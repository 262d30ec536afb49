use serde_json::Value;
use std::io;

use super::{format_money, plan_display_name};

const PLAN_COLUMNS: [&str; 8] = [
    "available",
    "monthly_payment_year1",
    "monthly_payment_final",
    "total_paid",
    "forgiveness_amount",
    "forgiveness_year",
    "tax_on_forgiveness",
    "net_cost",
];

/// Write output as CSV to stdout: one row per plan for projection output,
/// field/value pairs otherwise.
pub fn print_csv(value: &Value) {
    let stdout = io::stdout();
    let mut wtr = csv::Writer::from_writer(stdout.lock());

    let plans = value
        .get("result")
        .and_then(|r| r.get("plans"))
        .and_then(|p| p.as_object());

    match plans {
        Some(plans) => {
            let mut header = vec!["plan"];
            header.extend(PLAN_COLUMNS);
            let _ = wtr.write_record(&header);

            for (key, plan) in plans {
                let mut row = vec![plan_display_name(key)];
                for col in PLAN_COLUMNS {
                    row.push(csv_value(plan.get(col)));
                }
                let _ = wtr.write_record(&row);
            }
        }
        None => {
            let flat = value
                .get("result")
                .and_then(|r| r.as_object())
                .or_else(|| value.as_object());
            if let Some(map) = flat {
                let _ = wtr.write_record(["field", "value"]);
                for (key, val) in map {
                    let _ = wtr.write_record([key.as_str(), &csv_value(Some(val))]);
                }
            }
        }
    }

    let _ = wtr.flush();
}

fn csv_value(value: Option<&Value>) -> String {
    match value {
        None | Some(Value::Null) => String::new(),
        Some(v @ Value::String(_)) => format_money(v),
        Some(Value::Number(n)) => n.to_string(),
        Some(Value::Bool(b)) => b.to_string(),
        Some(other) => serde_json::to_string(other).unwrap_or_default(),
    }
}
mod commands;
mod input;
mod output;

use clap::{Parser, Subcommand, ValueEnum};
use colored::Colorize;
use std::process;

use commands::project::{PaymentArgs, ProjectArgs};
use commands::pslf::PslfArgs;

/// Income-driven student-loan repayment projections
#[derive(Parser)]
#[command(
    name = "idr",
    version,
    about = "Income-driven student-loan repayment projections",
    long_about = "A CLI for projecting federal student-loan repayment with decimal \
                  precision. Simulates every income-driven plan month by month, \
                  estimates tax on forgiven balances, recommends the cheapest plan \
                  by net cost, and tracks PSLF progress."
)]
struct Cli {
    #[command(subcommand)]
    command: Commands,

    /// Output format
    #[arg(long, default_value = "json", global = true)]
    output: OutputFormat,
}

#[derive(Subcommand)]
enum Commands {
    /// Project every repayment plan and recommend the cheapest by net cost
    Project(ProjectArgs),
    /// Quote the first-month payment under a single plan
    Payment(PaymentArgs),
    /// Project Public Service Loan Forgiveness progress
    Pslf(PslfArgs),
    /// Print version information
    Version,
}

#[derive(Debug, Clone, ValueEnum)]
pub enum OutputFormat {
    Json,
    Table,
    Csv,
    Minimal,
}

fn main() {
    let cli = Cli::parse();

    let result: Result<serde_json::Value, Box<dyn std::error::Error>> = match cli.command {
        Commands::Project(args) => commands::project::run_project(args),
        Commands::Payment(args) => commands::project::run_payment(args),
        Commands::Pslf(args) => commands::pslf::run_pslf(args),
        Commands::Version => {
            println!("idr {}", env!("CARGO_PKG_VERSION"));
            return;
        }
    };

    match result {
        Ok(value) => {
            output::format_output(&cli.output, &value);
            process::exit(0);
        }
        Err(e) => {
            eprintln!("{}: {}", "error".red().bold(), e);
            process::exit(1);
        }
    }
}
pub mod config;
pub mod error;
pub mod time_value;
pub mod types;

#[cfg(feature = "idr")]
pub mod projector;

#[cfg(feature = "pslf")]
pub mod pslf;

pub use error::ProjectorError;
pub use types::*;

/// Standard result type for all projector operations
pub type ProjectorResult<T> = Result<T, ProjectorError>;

|---|

▶ Task instructions: Within the data above, find the lines that contain the word "plans" and copy each of them.

▶ Task result:
    let plans = value
        .and_then(|r| r.get("plans"))
    match plans {
        Some(plans) => {
            for (key, plan) in plans {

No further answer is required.